针对这一问题,可以使用DNS mapping解决,产生这一问题的根本原因是处于公网的 DNS服务器对域名解析请求的响应为公网ip地址,该公网ip地址没有被替换为内部服务器的 私网ip地址,由此导致了无法访问的情况。


DNS mapping在替换响应域名解析的请求报文的数据部分信息时,先要通过查找事先配 置的【域名-公网地址-公网端口-协议类型映射表】,找到对应域名所使用的公网ip地址后 使用NAT地址映射表对响应域名解析报文的中的目的IP地址及其数据部分中携带的公网ip地 址进行替换,替换为内部服务器的私网ip地址,至此,内部用户主机收到的DNS响应报文中携带的解析后的ip地址就为内部服务器的私网IP地址,内部用户主机就可以使用该地址为目的地址完成对内部服务器的访问。


当内部用户主机PC通过域名访问内部服务器Ser时,向处于公网的DNS服务器114.114.114.114发送域名解析请求报文,DNS服务器114.114.114.114响应DNS请求,目 的地址为100.1.1.1,报文中的data部分携带解析后的公网ip地址为100.1.1.1,发送给GW(nat server),GW收到DNS响应报文后,通过其中携带的域名查询事先配置的【域 名-公网地址-公网端口-协议类型】的映表,找到对应的公网ip地址,根据公网ip地址和 私网ip地址的静态映射表,找到对应的私网ip地址,将DNS的响应报文中的目的ip地址和 data部分中携带的公网ip地址替换为内部服务器的私网ip地址,发送给内部用户主机,内部 用户主机收到该报文后,完成 通过域名对内部服务器的访问。


注:DNS Mapping进可应用于静态NAT和NAT Server中,不能应用于动态NAT中,这也 是它与ALG技术的一种明显区别。

 

五、两次NAT



两次NAT是指源IP地址和目的IP地址同时转换,主要用于内部网络主机和外部网络主机地址重叠的情况下,通过一个中间的多个公网ip地址分别对双向的源和目的地址做转换,可用于静态NAT,动态NATNATServer这三种NAT特性中。

1.如图,内网主机要通过域名访问地址重叠的外网服务器,PC1会向DNS服务器发送一个DNS解析请求报文,DNS的响应报文的数据部分携带的是解析后的IP地址4.4.4.4,该报文 到达GW后,通过DNSALG,将数据部分的IP地址4.4.4.4转换为唯一的临时地址5.5.5.5, 然后发送给PC1。

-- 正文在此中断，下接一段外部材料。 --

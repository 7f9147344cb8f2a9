//! Typed shapes for the Simpro REST payloads the sync consumes.
//!
//! Simpro list endpoints return a subset of fields controlled by the
//! `columns` query parameter; everything here is deserialized from those
//! trimmed payloads. Field casing follows the wire format (`ID`, `Staff`).

use serde::Deserialize;
use serde_json::{json, Value};

use tradesync_core::{RecordKey, SourceRow};

/// Reference to a related object, e.g. the staff member on a schedule or the
/// customer on a quote. Simpro embeds these as `{"ID": n, "Name": "..."}`.
#[derive(Debug, Clone, Deserialize, Default)]
pub struct NamedRef {
    #[serde(rename = "ID", default)]
    pub id: i64,
    #[serde(rename = "Name", default)]
    pub name: String,
}

/// One job schedule block assignment.
#[derive(Debug, Clone, Deserialize)]
pub struct Schedule {
    #[serde(rename = "ID")]
    pub id: i64,
    /// `"job-section-costCenter"`, e.g. `"618-0-1"`. Carries the composite
    /// path needed for direct existence lookups.
    #[serde(rename = "Reference", default)]
    pub reference: String,
    #[serde(rename = "Type", default)]
    pub schedule_type: String,
    #[serde(rename = "TotalHours", default)]
    pub total_hours: f64,
    #[serde(rename = "Staff", default)]
    pub staff: NamedRef,
    #[serde(rename = "Date", default)]
    pub date: String,
}

/// The composite identifier path backing a schedule, parsed from its
/// `Reference` field.
#[derive(Debug, Clone, Copy, PartialEq, Eq)]
pub struct SchedulePath {
    pub job_id: i64,
    pub section_id: i64,
    pub cost_center_id: i64,
}

impl Schedule {
    /// Parses `Reference` (`"job-section-costCenter"`) into its parts.
    /// Returns `None` when the reference is missing or malformed.
    #[must_use]
    pub fn path(&self) -> Option<SchedulePath> {
        let mut parts = self.reference.splitn(3, '-');
        let job_id = parts.next()?.parse().ok()?;
        let section_id = parts.next()?.parse().ok()?;
        let cost_center_id = parts.next()?.parse().ok()?;
        Some(SchedulePath {
            job_id,
            section_id,
            cost_center_id,
        })
    }

    #[must_use]
    pub fn to_source_row(&self) -> SourceRow {
        SourceRow::new(
            RecordKey::from(self.id),
            vec![
                ("ScheduleID".to_owned(), json!(self.id)),
                ("StaffName".to_owned(), json!(self.staff.name)),
                ("ScheduleDate".to_owned(), json!(self.date)),
                ("TotalHours".to_owned(), json!(self.total_hours)),
                ("Reference".to_owned(), json!(self.reference)),
            ],
        )
    }
}

/// A quotation header.
#[derive(Debug, Clone, Deserialize)]
pub struct Quote {
    #[serde(rename = "ID")]
    pub id: i64,
    #[serde(rename = "Description", default)]
    pub description: String,
    #[serde(rename = "Customer", default)]
    pub customer: NamedRef,
    #[serde(rename = "Site", default)]
    pub site: NamedRef,
    #[serde(rename = "Stage", default)]
    pub stage: String,
    #[serde(rename = "DateIssued", default)]
    pub date_issued: String,
}

impl Quote {
    #[must_use]
    pub fn to_source_row(&self) -> SourceRow {
        SourceRow::new(
            RecordKey::from(self.id),
            vec![
                ("QuoteID".to_owned(), json!(self.id)),
                ("Description".to_owned(), strip_html(&self.description)),
                ("CustomerName".to_owned(), json!(self.customer.name)),
                ("SiteName".to_owned(), json!(self.site.name)),
                ("Stage".to_owned(), json!(self.stage)),
                ("DateIssued".to_owned(), json!(self.date_issued)),
            ],
        )
    }
}

/// A sales lead.
#[derive(Debug, Clone, Deserialize)]
pub struct Lead {
    #[serde(rename = "ID")]
    pub id: i64,
    #[serde(rename = "LeadName", default)]
    pub lead_name: String,
    #[serde(rename = "Customer", default)]
    pub customer: NamedRef,
    #[serde(rename = "Site", default)]
    pub site: NamedRef,
    #[serde(rename = "Stage", default)]
    pub stage: String,
    #[serde(rename = "DateCreated", default)]
    pub date_created: String,
}

impl Lead {
    #[must_use]
    pub fn to_source_row(&self) -> SourceRow {
        SourceRow::new(
            RecordKey::from(self.id),
            vec![
                ("LeadID".to_owned(), json!(self.id)),
                ("LeadName".to_owned(), json!(self.lead_name)),
                ("CustomerName".to_owned(), json!(self.customer.name)),
                ("SiteName".to_owned(), json!(self.site.name)),
                ("Stage".to_owned(), json!(self.stage)),
                ("DateCreated".to_owned(), json!(self.date_created)),
            ],
        )
    }
}

/// One cost-center line on a job section.
#[derive(Debug, Clone, Deserialize)]
pub struct JobCostCenter {
    /// The cost-center instance id; the `{c}` segment in composite paths.
    #[serde(rename = "ID")]
    pub id: i64,
    #[serde(rename = "Name", default)]
    pub name: String,
    #[serde(rename = "Job", default)]
    pub job: NamedRef,
    #[serde(rename = "Section", default)]
    pub section: NamedRef,
    #[serde(rename = "DateModified", default)]
    pub date_modified: String,
}

impl JobCostCenter {
    /// Canonical composite key: `job/section/costCenter`.
    #[must_use]
    pub fn composite_key(&self) -> RecordKey {
        RecordKey::composite(&[self.job.id, self.section.id, self.id])
    }

    #[must_use]
    pub fn to_source_row(&self) -> SourceRow {
        SourceRow::new(
            self.composite_key(),
            vec![
                ("SIMPROKey".to_owned(), json!(self.composite_key().as_str())),
                ("JobID".to_owned(), json!(self.job.id)),
                ("SectionID".to_owned(), json!(self.section.id)),
                ("CostCenterID".to_owned(), json!(self.id)),
                ("CostCenterName".to_owned(), json!(self.name)),
                ("DateModified".to_owned(), json!(self.date_modified)),
            ],
        )
    }
}

/// A customer site, fetched for suburb enrichment.
#[derive(Debug, Clone, Deserialize)]
pub struct Site {
    #[serde(rename = "ID")]
    pub id: i64,
    #[serde(rename = "Name", default)]
    pub name: String,
    #[serde(rename = "Address", default)]
    pub address: Option<SiteAddress>,
}

#[derive(Debug, Clone, Deserialize, Default)]
pub struct SiteAddress {
    #[serde(rename = "Address", default)]
    pub street: String,
    #[serde(rename = "City", default)]
    pub city: Option<String>,
}

impl Site {
    /// The suburb for the site, when Simpro has one on file.
    #[must_use]
    pub fn suburb(&self) -> Option<&str> {
        self.address
            .as_ref()
            .and_then(|a| a.city.as_deref())
            .filter(|c| !c.trim().is_empty())
    }
}

/// Financial figures for one cost center, fetched for WIP amount refreshes.
#[derive(Debug, Clone, Deserialize)]
pub struct CostCenterFinancials {
    #[serde(rename = "ID")]
    pub id: i64,
    #[serde(rename = "Name", default)]
    pub name: String,
    #[serde(rename = "Total", default)]
    pub total: Option<Amount>,
    #[serde(rename = "Claimed", default)]
    pub claimed: Option<Claimed>,
}

#[derive(Debug, Clone, Copy, Deserialize, Default)]
pub struct Amount {
    #[serde(rename = "ExTax", default)]
    pub ex_tax: f64,
    #[serde(rename = "IncTax", default)]
    pub inc_tax: f64,
}

#[derive(Debug, Clone, Copy, Deserialize, Default)]
pub struct Claimed {
    #[serde(rename = "ToDate", default)]
    pub to_date: Option<ClaimedToDate>,
}

#[derive(Debug, Clone, Copy, Deserialize, Default)]
pub struct ClaimedToDate {
    #[serde(rename = "Percent", default)]
    pub percent: f64,
}

impl CostCenterFinancials {
    #[must_use]
    pub fn total_ex_tax(&self) -> Option<f64> {
        self.total.map(|t| t.ex_tax)
    }

    #[must_use]
    pub fn claimed_percent(&self) -> Option<f64> {
        self.claimed.and_then(|c| c.to_date).map(|t| t.percent)
    }
}

/// Simpro rich-text fields arrive as HTML fragments; sheet cells want plain
/// text. Tags are dropped, entities for the common few are decoded.
fn strip_html(raw: &str) -> Value {
    let mut out = String::with_capacity(raw.len());
    let mut in_tag = false;
    for ch in raw.chars() {
        match ch {
            '<' => in_tag = true,
            '>' => in_tag = false,
            c if !in_tag => out.push(c),
            _ => {}
        }
    }
    let decoded = out
        .replace("&amp;", "&")
        .replace("&lt;", "<")
        .replace("&gt;", ">")
        .replace("&nbsp;", " ");
    json!(decoded.trim())
}

#[cfg(test)]
mod tests {
    use super::*;

    #[test]
    fn schedule_path_parses_reference() {
        let schedule: Schedule = serde_json::from_value(json!({
            "ID": 17, "Reference": "618-0-3", "Type": "job",
            "TotalHours": 2.5, "Staff": {"ID": 4, "Name": "Sam"}, "Date": "2026-08-20"
        }))
        .unwrap();
        assert_eq!(
            schedule.path(),
            Some(SchedulePath {
                job_id: 618,
                section_id: 0,
                cost_center_id: 3
            })
        );
    }

    #[test]
    fn schedule_path_rejects_malformed_reference() {
        let schedule: Schedule = serde_json::from_value(json!({
            "ID": 17, "Reference": "618-x", "Type": "job",
            "TotalHours": 0.0, "Staff": {}, "Date": ""
        }))
        .unwrap();
        assert!(schedule.path().is_none());
    }

    #[test]
    fn schedule_source_row_keys_on_id() {
        let schedule: Schedule = serde_json::from_value(json!({
            "ID": 42, "Reference": "1-0-1", "Type": "job",
            "TotalHours": 8.0, "Staff": {"ID": 9, "Name": "Jo"}, "Date": "2026-08-29"
        }))
        .unwrap();
        let row = schedule.to_source_row();
        assert_eq!(row.key.as_str(), "42");
        assert!(row
            .attributes
            .iter()
            .any(|(title, v)| title == "StaffName" && v == "Jo"));
    }

    #[test]
    fn cost_center_composite_key() {
        let cc: JobCostCenter = serde_json::from_value(json!({
            "ID": 3, "Name": "Roofing", "Job": {"ID": 618}, "Section": {"ID": 0},
            "DateModified": "2026-08-01T10:00:00Z"
        }))
        .unwrap();
        assert_eq!(cc.composite_key().as_str(), "618/0/3");
    }

    #[test]
    fn strip_html_drops_tags_and_decodes_entities() {
        assert_eq!(
            strip_html("<p>Supply &amp; fit</p><br/>"),
            json!("Supply & fit")
        );
    }

    #[test]
    fn site_suburb_comes_from_the_address_city() {
        let site: Site = serde_json::from_value(json!({
            "ID": 55, "Name": "Depot",
            "Address": {"Address": "1 High St", "City": "Parramatta"}
        }))
        .unwrap();
        assert_eq!(site.suburb(), Some("Parramatta"));

        let bare: Site = serde_json::from_value(json!({"ID": 56})).unwrap();
        assert_eq!(bare.suburb(), None);
    }

    #[test]
    fn financials_surface_total_and_claimed_percent() {
        let fin: CostCenterFinancials = serde_json::from_value(json!({
            "ID": 3, "Name": "Roofing",
            "Total": {"ExTax": 1200.50, "IncTax": 1320.55},
            "Claimed": {"ToDate": {"Percent": 40.0}}
        }))
        .unwrap();
        assert_eq!(fin.total_ex_tax(), Some(1200.50));
        assert_eq!(fin.claimed_percent(), Some(40.0));

        let bare: CostCenterFinancials = serde_json::from_value(json!({"ID": 4})).unwrap();
        assert_eq!(bare.total_ex_tax(), None);
        assert_eq!(bare.claimed_percent(), None);
    }

    #[test]
    fn quote_tolerates_missing_optional_fields() {
        let quote: Quote = serde_json::from_value(json!({"ID": 7})).unwrap();
        assert_eq!(quote.to_source_row().key.as_str(), "7");
    }
}
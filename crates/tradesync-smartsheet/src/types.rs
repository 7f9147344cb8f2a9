//! Typed shapes for the Smartsheet REST payloads.
//!
//! Read types deserialize the sheet/row/cell structure; write types serialize
//! the add-rows and update-rows request bodies. Column resolution goes
//! through [`ColumnIndex`], built once per sheet fetch.

use std::collections::HashMap;

use serde::{Deserialize, Serialize};
use serde_json::Value;

use crate::error::SmartsheetError;

#[derive(Debug, Clone, Deserialize)]
pub struct Sheet {
    pub id: i64,
    #[serde(default)]
    pub name: String,
    #[serde(default)]
    pub columns: Vec<Column>,
    #[serde(default)]
    pub rows: Vec<Row>,
}

#[derive(Debug, Clone, Deserialize)]
pub struct Column {
    pub id: i64,
    pub title: String,
}

#[derive(Debug, Clone, Deserialize)]
pub struct Row {
    pub id: i64,
    #[serde(default)]
    pub cells: Vec<Cell>,
}

impl Row {
    /// Value of the cell in the given column, if the row has one and it is
    /// non-null.
    #[must_use]
    pub fn cell_value(&self, column_id: i64) -> Option<&Value> {
        self.cells
            .iter()
            .find(|c| c.column_id == column_id)
            .map(|c| &c.value)
            .filter(|v| !v.is_null())
    }
}

#[derive(Debug, Clone, Deserialize)]
pub struct Cell {
    #[serde(rename = "columnId")]
    pub column_id: i64,
    #[serde(default)]
    pub value: Value,
    #[serde(rename = "displayValue", default)]
    pub display_value: Option<String>,
}

/// One cell in a write payload.
#[derive(Debug, Clone, Serialize, PartialEq)]
pub struct CellWrite {
    #[serde(rename = "columnId")]
    pub column_id: i64,
    pub value: Value,
}

/// Row payload for add-rows; appended at the bottom of the sheet.
#[derive(Debug, Clone, Serialize, PartialEq)]
pub struct NewRow {
    #[serde(rename = "toBottom")]
    pub to_bottom: bool,
    pub cells: Vec<CellWrite>,
}

impl NewRow {
    #[must_use]
    pub fn at_bottom(cells: Vec<CellWrite>) -> Self {
        Self {
            to_bottom: true,
            cells,
        }
    }
}

/// Row payload for update-rows; targets an existing row id.
#[derive(Debug, Clone, Serialize, PartialEq)]
pub struct RowUpdate {
    pub id: i64,
    pub cells: Vec<CellWrite>,
}

/// Acknowledgement envelope for write calls.
#[derive(Debug, Clone, Deserialize)]
pub struct WriteResult {
    #[serde(default)]
    pub message: String,
    #[serde(default)]
    pub result: Vec<Row>,
}

/// Column-title → column-id map for one sheet, built once per fetch so row
/// conversion avoids a linear column scan per cell.
#[derive(Debug, Clone)]
pub struct ColumnIndex {
    sheet_id: i64,
    by_title: HashMap<String, i64>,
}

impl ColumnIndex {
    #[must_use]
    pub fn new(sheet_id: i64, columns: &[Column]) -> Self {
        let by_title = columns
            .iter()
            .map(|c| (c.title.clone(), c.id))
            .collect();
        Self { sheet_id, by_title }
    }

    #[must_use]
    pub fn from_sheet(sheet: &Sheet) -> Self {
        Self::new(sheet.id, &sheet.columns)
    }

    #[must_use]
    pub fn get(&self, title: &str) -> Option<i64> {
        self.by_title.get(title).copied()
    }

    /// Resolves a column the operation cannot proceed without.
    ///
    /// # Errors
    ///
    /// Returns [`SmartsheetError::MissingColumn`] when the title is absent.
    pub fn require(&self, title: &str) -> Result<i64, SmartsheetError> {
        self.get(title).ok_or_else(|| SmartsheetError::MissingColumn {
            sheet_id: self.sheet_id,
            title: title.to_owned(),
        })
    }
}

#[cfg(test)]
mod tests {
    use serde_json::json;

    use super::*;

    fn columns() -> Vec<Column> {
        vec![
            Column {
                id: 11,
                title: "ScheduleID".to_owned(),
            },
            Column {
                id: 12,
                title: "ScheduleComment".to_owned(),
            },
        ]
    }

    #[test]
    fn column_index_resolves_by_title() {
        let index = ColumnIndex::new(99, &columns());
        assert_eq!(index.get("ScheduleID"), Some(11));
        assert_eq!(index.get("Nope"), None);
    }

    #[test]
    fn require_reports_sheet_and_title() {
        let index = ColumnIndex::new(99, &columns());
        let err = index.require("ISDeleted").unwrap_err();
        assert!(matches!(
            err,
            SmartsheetError::MissingColumn { sheet_id: 99, ref title } if title == "ISDeleted"
        ));
    }

    #[test]
    fn cell_value_skips_null_cells() {
        let row: Row = serde_json::from_value(json!({
            "id": 5,
            "cells": [
                { "columnId": 11, "value": 42.0 },
                { "columnId": 12, "value": null }
            ]
        }))
        .unwrap();
        assert_eq!(row.cell_value(11), Some(&json!(42.0)));
        assert_eq!(row.cell_value(12), None);
        assert_eq!(row.cell_value(13), None);
    }

    #[test]
    fn new_row_serializes_to_bottom() {
        let row = NewRow::at_bottom(vec![CellWrite {
            column_id: 11,
            value: json!(7),
        }]);
        let v = serde_json::to_value(&row).unwrap();
        assert_eq!(v["toBottom"], json!(true));
        assert_eq!(v["cells"][0]["columnId"], json!(11));
    }
}
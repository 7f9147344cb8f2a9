//! Reconciliation engine: compares Simpro's view of an entity with its
//! destination sheets and converges the sheets toward the source.
//!
//! The engine is generic over [`EntitySource`] and [`SheetApi`]; the
//! production implementations over the real clients live in [`sources`] and
//! `dest`.

mod dest;
pub mod enrich;
mod error;
pub mod identity;
pub mod partition;
pub mod run;
pub mod scan;
pub mod sources;
#[cfg(test)]
pub(crate) mod testing;
pub mod traits;
pub mod validate;
pub mod writer;

pub use enrich::{refresh_site_suburbs, refresh_wip_amounts, EnrichSummary};
pub use error::EngineError;
pub use run::{run_sync, RunSummary};
pub use scan::{scan_sheet, ScanSummary};
pub use traits::{CostCenterFinance, EntitySource, ScheduleProbe, SheetApi, SiteDirectory};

2.PC1收到以后,以自身接口IP地址4.4.4.4为源,目的IP地址为5.5.5.5去访问外网服务器,报文到达GW后,执行outbound源地址转换,将4.4.4.4转换为5.5.5.6,此时GW检查到转换后的源地址5.5.5.6和目的地址5.5.5.5重叠,于是再次进行目的地址转换,将报文的目的地址转换为外网服务器的真实地址4.4.4.4,然后再将报文发送给外网服务器。

3.外网服务器收到后,对PC1的请求报文做出响应,以自身IP地址4.4.4.4为源,目的IP地址5.5.5.6为目的,将数据发往GW,GW收到该响应报文后,执行inbound的目的地址转 换,将5.5.5.6转换为4.4.4.4,此时GW检查到进行目的地址转换后的地址和源地址重叠,于是进行源地址的转换,将报文的源地址4.4.4.4转换为5.5.5.5,然后将报文发送给PC1。